在一些实施方案中,使多能干细胞、定形内胚层细胞、前部前肠细胞、背侧前部前肠细胞、食管祖细胞和/或食管筏式细胞与转化生长因子-β(TGF-β)通路活化剂或TGF-β通路抑制剂接触。在一些实施方案中,TGF-β家族包括骨形态发生蛋白(BMP)、生长和分化因子(GDF)、抗苗勒管激素、活化素和Nodal通路。在一些实施方案中,TGF-β通路活化剂包括TGF-β1、TGF-β2、TGF-β3、活化素A、活化素B、Nodal、BMP、IDE1、IDE2或它们的任何组合。在一些实施方案中,TGF-β通路抑制剂包括A-83-01、DMH1、RepSox、LY365947、LY2109761、LY364947、SB431542、SB525334、SB505125、高伦替布、GW788388、LDN-193189、LDN-212854、橙皮素或它们的任何组合。在一些实施方案中,细胞没有用TGF-β通路活化剂或TGF-β通路抑制剂处理。本文所提供的TGF-β通路活化剂或TGF-β通路抑制剂可以与本文所提供的其他生长因子、通路活化剂或通路抑制剂中的任一种组合使用。
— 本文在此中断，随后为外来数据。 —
use tokio::signal;
use tracing::info;

/// Completes when SIGINT (Ctrl+C) or SIGTERM is received.
///
/// Pass this to `axum::serve(...).with_graceful_shutdown` so in-flight
/// requests drain before the process exits.
pub async fn shutdown_signal() {
    let ctrl_c = async {
        signal::ctrl_c()
            .await
            .expect("failed to install Ctrl+C handler");
    };

    #[cfg(unix)]
    let terminate = async {
        signal::unix::signal(signal::unix::SignalKind::terminate())
            .expect("failed to install SIGTERM handler")
            .recv()
            .await;
    };

    #[cfg(not(unix))]
    let terminate = std::future::pending::<()>();

    tokio::select! {
        _ = ctrl_c => {
            info!("Received SIGINT (Ctrl+C), initiating graceful shutdown");
        },
        _ = terminate => {
            info!("Received SIGTERM, initiating graceful shutdown");
        },
    }
}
在一些实施方案中,使多能干细胞、定形内胚层细胞、前部前肠细胞、背侧前部前肠细胞、食管祖细胞和/或食管筏式细胞与SMAD通路抑制剂接触。在一些实施方案中,SMAD通路抑制剂是TGF-β通路抑制剂。在一些实施方案中,SMAD通路抑制剂包括A-83-01、DMH1、RepSox、LY365947、LY2109761、LY364947、SB431542、SB525334、SB505125、高伦替布、GW788388、LDN-193189、LDN-212854、橙皮素或它们的任何组合。在一些实施方案中,细胞没有用SMAD通路抑制剂处理。本文所提供的SMAD通路抑制剂可以与本文所提供的其他生长因子、通路活化剂或通路抑制剂中的任一种组合使用。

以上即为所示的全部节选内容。